> _RECORDED DATA_:
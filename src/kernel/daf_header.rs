//! DAF (Double Precision Array File) file record parsing.
//!
//! The first 1024-byte record of every DAF container describes the binary
//! layout of the rest of the file. This module decodes it into a [`DafHeader`]
//! and checks that the file is an SPK kernel this crate can read.
//!
//! # What the file record contains
//!
//! * **`idword`**: Format identifier (`"DAF/SPK "`), eight ASCII bytes.
//! * **`nd`** / **`ni`**: Number of double-precision / integer components
//!   in each array summary. SPK kernels always use `nd = 2`, `ni = 6`.
//! * **`fward`** / **`bward`**: Record numbers (1-based) of the first and last
//!   summary record of the doubly-linked summary list.
//! * **`free`**: First free address (1-based, in double-precision words).
//! * **`internal_filename`**: Human-readable kernel name (60 bytes, padded).
//! * **`locfmt`**: Binary format tag (`"BIG-IEEE"` or `"LTL-IEEE"`) giving the
//!   byte order of every number stored in the file.
//! * **`ftpstr`**: NAIF FTP validation string, damaged when a kernel is sent
//!   through an ASCII-mode transfer.
//!
//! # Endianness
//!
//! The byte order is read from `locfmt` (bytes 88..96) before any integer is
//! decoded, so both little- and big-endian kernels are supported on any host.
//!
//! # See also
//! ------------
//! * [`DafHeader::read`] – Parse and validate the file record.
//! * NAIF DAF Required Reading – Layout of the file record.

use std::fmt;

use nom::{
    bytes::complete::take,
    number::{complete::i32 as daf_i32, Endianness},
    IResult,
};

use crate::{
    constants::{DAF_RECORD_BYTES, FTP_VALIDATION},
    orrery_errors::{OrreryError, Result},
};

const LOCFMT_OFFSET: usize = 88;

/// In-memory representation of the DAF/SPK file record.
///
/// String fields are trimmed of their trailing padding.
#[derive(Debug, PartialEq, Clone)]
pub struct DafHeader {
    /// 8-byte identifier, `"DAF/SPK"` for SPK kernels.
    pub idword: String,
    /// 60-byte, padded internal kernel name.
    pub internal_filename: String,
    /// Number of double-precision components in each summary (ND).
    pub nd: i32,
    /// Number of integer components in each summary (NI).
    pub ni: i32,
    /// Record index of the first summary record (forward pointer).
    pub fward: i32,
    /// Record index of the last summary record (backward pointer).
    pub bward: i32,
    /// First free address (in double-precision words, 1-based).
    pub free: i32,
    /// Binary format tag (`"LTL-IEEE"` or `"BIG-IEEE"`).
    pub locfmt: String,
    /// Raw bytes of the NAIF FTP validation string.
    pub ftpstr: Vec<u8>,
}

impl DafHeader {
    /// Parse the first 1024-byte DAF record into a [`DafHeader`].
    ///
    /// Arguments
    /// -----------------
    /// * `input`: A byte slice starting at the beginning of the file.
    /// * `endian`: Byte order of the integers, taken from `locfmt`.
    ///
    /// Return
    /// ----------
    /// * An [`IResult`] with the remaining input and the decoded header.
    pub fn parse(input: &[u8], endian: Endianness) -> IResult<&[u8], Self> {
        let read_i32 = daf_i32::<&[u8], nom::error::Error<&[u8]>>(endian);

        let (input, id_word) = take(8usize)(input)?;
        let (input, nd) = read_i32(input)?;
        let (input, ni) = read_i32(input)?;
        let (input, ifname) = take(60usize)(input)?;
        let (input, fward) = read_i32(input)?;
        let (input, bward) = read_i32(input)?;
        let (input, free) = read_i32(input)?;
        let (input, locfmt) = take(8usize)(input)?;
        let (input, _) = take(603usize)(input)?; // PRENUL
        let (input, ftpstr) = take(28usize)(input)?;
        let (input, _) = take(297usize)(input)?; // PSTNUL
        Ok((
            input,
            DafHeader {
                idword: String::from_utf8_lossy(id_word).trim().to_string(),
                internal_filename: String::from_utf8_lossy(ifname).trim().to_string(),
                nd,
                ni,
                fward,
                bward,
                free,
                locfmt: String::from_utf8_lossy(locfmt).trim().to_string(),
                ftpstr: ftpstr.to_vec(),
            },
        ))
    }

    /// Read the byte order announced by the `locfmt` field.
    ///
    /// Return
    /// ----------
    /// * `Some(Endianness)` for `LTL-IEEE` / `BIG-IEEE`, `None` for any other tag
    ///   (including the legacy VAX formats) or a truncated record.
    pub fn detect_endianness(input: &[u8]) -> Option<Endianness> {
        match input.get(LOCFMT_OFFSET..LOCFMT_OFFSET + 8)? {
            b"LTL-IEEE" => Some(Endianness::Little),
            b"BIG-IEEE" => Some(Endianness::Big),
            _ => None,
        }
    }

    /// Parse the file record and reject anything that is not a readable SPK kernel.
    ///
    /// Arguments
    /// -----------------
    /// * `bytes`: Whole kernel content.
    /// * `path`: Kernel name used in error messages.
    ///
    /// Return
    /// ----------
    /// * The validated header and the byte order of the file, or
    ///   [`OrreryError::Format`] describing the first violated rule.
    pub fn read(bytes: &[u8], path: &str) -> Result<(Self, Endianness)> {
        if bytes.len() < DAF_RECORD_BYTES {
            return Err(OrreryError::format(
                path,
                format!("file is {} bytes, shorter than one DAF record", bytes.len()),
            ));
        }

        let idword = String::from_utf8_lossy(&bytes[..8]).trim().to_string();
        if idword != "DAF/SPK" {
            return Err(OrreryError::format(
                path,
                format!("unrecognized identification word {idword:?}, expected \"DAF/SPK\""),
            ));
        }

        let endian = Self::detect_endianness(bytes).ok_or_else(|| {
            let tag = String::from_utf8_lossy(&bytes[LOCFMT_OFFSET..LOCFMT_OFFSET + 8]);
            OrreryError::format(path, format!("unsupported binary format {tag:?}"))
        })?;

        let (_, header) = Self::parse(&bytes[..DAF_RECORD_BYTES], endian)
            .map_err(|e| OrreryError::format(path, format!("unreadable file record: {e:?}")))?;

        if header.nd != 2 || header.ni != 6 {
            return Err(OrreryError::format(
                path,
                format!(
                    "summary layout ND={} NI={} does not describe SPK segments",
                    header.nd, header.ni
                ),
            ));
        }

        if !header.ftp_string_is_intact() {
            return Err(OrreryError::format(
                path,
                "FTP validation string is damaged (ASCII-mode transfer?)",
            ));
        }

        let n_records = bytes.len().div_ceil(DAF_RECORD_BYTES);
        if header.fward < 2 || header.fward as usize > n_records {
            return Err(OrreryError::format(
                path,
                format!(
                    "first summary record {} lies outside the {n_records} records of the file",
                    header.fward
                ),
            ));
        }

        Ok((header, endian))
    }

    /// Old toolkits left the FTP field blank, which is accepted.
    fn ftp_string_is_intact(&self) -> bool {
        self.ftpstr.iter().all(|b| *b == 0 || *b == b' ') || self.ftpstr == FTP_VALIDATION
    }

    /// Number of double-precision words taken by one segment summary.
    pub fn summary_words(&self) -> usize {
        self.nd as usize + (self.ni as usize).div_ceil(2)
    }
}

impl fmt::Display for DafHeader {
    fn fmt(&self, f: &mut fmt::Formatter<'_>) -> fmt::Result {
        const LABEL_WIDTH: usize = 18;
        const VALUE_WIDTH: usize = 50;

        let border = format!(
            "+{:-<label$}+{:-<value$}+",
            "",
            "",
            label = LABEL_WIDTH + 1,
            value = VALUE_WIDTH + 1
        );

        let rows = [
            ("ID Word", format!("{} (Format ID)", self.idword)),
            ("Internal Name", self.internal_filename.clone()),
            ("Summary Layout", format!("ND = {}, NI = {}", self.nd, self.ni)),
            ("Forward Ptr", format!("Record # of first summary: {}", self.fward)),
            ("Backward Ptr", format!("Record # of last summary: {}", self.bward)),
            ("Free Addr", format!("Next free address: {}", self.free)),
            ("Binary Format", self.locfmt.clone()),
        ];

        writeln!(f, "{border}")?;
        writeln!(
            f,
            "| {:<label$}| {:<value$}|",
            "DAF File Record",
            "",
            label = LABEL_WIDTH,
            value = VALUE_WIDTH
        )?;
        writeln!(f, "{border}")?;
        for (label, value) in rows {
            writeln!(
                f,
                "| {:<label$}| {:<value$}|",
                label,
                value,
                label = LABEL_WIDTH,
                value = VALUE_WIDTH
            )?;
        }
        writeln!(f, "{border}")
    }
}

#[cfg(test)]
mod test_daf_header {
    use super::*;
    use crate::kernel::writer::file_record;

    #[test]
    fn test_read_little_endian_record() {
        let record = file_record("SYNTHETIC", 4, 4, 1000, Endianness::Little);
        let (header, endian) = DafHeader::read(&record_file(record), "mem").unwrap();

        assert_eq!(endian, Endianness::Little);
        assert_eq!(header.idword, "DAF/SPK");
        assert_eq!(header.internal_filename, "SYNTHETIC");
        assert_eq!((header.nd, header.ni), (2, 6));
        assert_eq!((header.fward, header.bward, header.free), (4, 4, 1000));
        assert_eq!(header.summary_words(), 5);
    }

    #[test]
    fn test_read_big_endian_record() {
        let record = file_record("BIG", 2, 2, 300, Endianness::Big);
        let (header, endian) = DafHeader::read(&record_file(record), "mem").unwrap();
        assert_eq!(endian, Endianness::Big);
        assert_eq!(header.fward, 2);
        assert_eq!(header.free, 300);
    }

    #[test]
    fn test_reject_wrong_idword() {
        let mut record = file_record("X", 2, 2, 300, Endianness::Little);
        record[..8].copy_from_slice(b"DAF/PCK ");
        let err = DafHeader::read(&record_file(record), "mem").unwrap_err();
        assert!(matches!(err, OrreryError::Format { .. }));
        assert!(err.to_string().contains("DAF/PCK"));
    }

    #[test]
    fn test_reject_vax_format() {
        let mut record = file_record("X", 2, 2, 300, Endianness::Little);
        record[88..96].copy_from_slice(b"VAX-GFLT");
        let err = DafHeader::read(&record_file(record), "mem").unwrap_err();
        assert!(err.to_string().contains("VAX-GFLT"));
    }

    #[test]
    fn test_reject_damaged_ftp_string() {
        let mut record = file_record("X", 2, 2, 300, Endianness::Little);
        // An ASCII transfer turns "\r\n" into "\n"
        record[699 + 9] = b'\n';
        record[699 + 10] = b'\n';
        let err = DafHeader::read(&record_file(record), "mem").unwrap_err();
        assert!(err.to_string().contains("FTP"));
    }

    #[test]
    fn test_reject_truncated_file() {
        let err = DafHeader::read(&[0u8; 100], "short.bsp").unwrap_err();
        assert_eq!(
            err,
            OrreryError::format("short.bsp", "file is 100 bytes, shorter than one DAF record")
        );
    }

    /// Pad a file record with empty records so the forward pointer stays in range.
    fn record_file(record: Vec<u8>) -> Vec<u8> {
        let mut bytes = record;
        bytes.resize(DAF_RECORD_BYTES * 4, 0);
        bytes
    }
}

> _TASK STATEMENT_: Gather each line of the listing that holds the string "kernels".

> _SOLUTION BELOW_:
//!   in each array summary. SPK kernels always use `nd = 2`, `ni = 6`.
//! decoded, so both little- and big-endian kernels are supported on any host.
    /// 8-byte identifier, `"DAF/SPK"` for SPK kernels.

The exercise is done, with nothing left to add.